If you put pre-tax money in accounts to pay medical or dependent care expenses, here are some changes you should be aware of for 2022.

More time to use flexible spending accounts: If you are worried about losing funds you’ve set aside in a pretax flexible spending account for health or dependent care — perhaps because you put off medical appointments or your kids have been home during the pandemic — relax.

Legislation enacted in response to COVID-19 tweaked rules for FSAs. Instead of losing those funds at the end of the year, employers can modify their plans to allow workers to carry over unused funds through 2022.

Normally, your employer may let you roll over up to $550 of unused funds in a health care FSA for an additional 2 ½ months (that is, until March 15 of the following year), and you can’t roll over any dependent care FSA funds.

But for 2021, employers may provide a 12-month grace period (to Dec. 31, 2022) for both types of flex accounts.
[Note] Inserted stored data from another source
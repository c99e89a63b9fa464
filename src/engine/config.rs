use std::env;
use std::time::Duration;

use tracing::warn;

pub const MAX_ATTEMPTS_VAR: &str = "LEDGER_HARVEST_MAX_ATTEMPTS";
pub const FETCH_TIMEOUT_VAR: &str = "LEDGER_HARVEST_FETCH_TIMEOUT_MS";
pub const RETRY_BACKOFF_VAR: &str = "LEDGER_HARVEST_RETRY_BACKOFF_MS";

/// Limits that bound how long a retrieval run can take.
#[derive(Debug, Clone, PartialEq, Eq)]
pub struct RetrievalConfig {
    /// Attempts per page index before the run fails. Always at least 1.
    pub max_attempts: u32,
    /// Upper bound on a single page fetch.
    pub fetch_timeout: Duration,
    /// Wait before retry `n` is `retry_backoff * n`.
    pub retry_backoff: Duration
}

impl Default for RetrievalConfig {
    fn default() -> Self {
        Self {
            max_attempts: 3,
            fetch_timeout: Duration::from_secs(10),
            retry_backoff: Duration::from_millis(250)
        }
    }
}

impl RetrievalConfig {
    /// Defaults overridden by the `LEDGER_HARVEST_*` environment variables.
    pub fn from_env() -> Self {
        Self::from_lookup(|key| env::var(key).ok())
    }

    /// Defaults overridden by whatever `lookup` returns. Unset or empty keys keep the
    /// default; unparsable values are logged and ignored.
    pub fn from_lookup(lookup: impl Fn(&str) -> Option<String>) -> Self {
        let defaults = Self::default();
        let read = |key: &str| -> Option<u64> {
            let value = lookup(key).filter(|value| !value.trim().is_empty())?;

            match value.trim().parse() {
                Ok(parsed) => Some(parsed),
                Err(error) => {
                    warn!("Ignoring {key}=[{value}]: {error}");
                    None
                }
            }
        };

        Self {
            max_attempts: read(MAX_ATTEMPTS_VAR)
                .map(|attempts| u32::try_from(attempts).unwrap_or(u32::MAX).max(1))
                .unwrap_or(defaults.max_attempts),
            fetch_timeout: read(FETCH_TIMEOUT_VAR)
                .map(Duration::from_millis)
                .unwrap_or(defaults.fetch_timeout),
            retry_backoff: read(RETRY_BACKOFF_VAR)
                .map(Duration::from_millis)
                .unwrap_or(defaults.retry_backoff)
        }
    }
}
That’s particularly significant for dependent care spending accounts because Congress allowed those FSA holders to sock away up to $10,500 of pretax wages in 2021, up from the standard limit of $5,000.

If your employer doesn’t provide a grace period, keep in mind that depleting unused funds in a health care spending account is easier than using up a dependent care FSA. You can pay for home COVID-19 testing kits, hand sanitizer and masks. You can also use FSA funds to buy over-the-counter drugs, such as pain relievers, cough suppressants and antihistamines.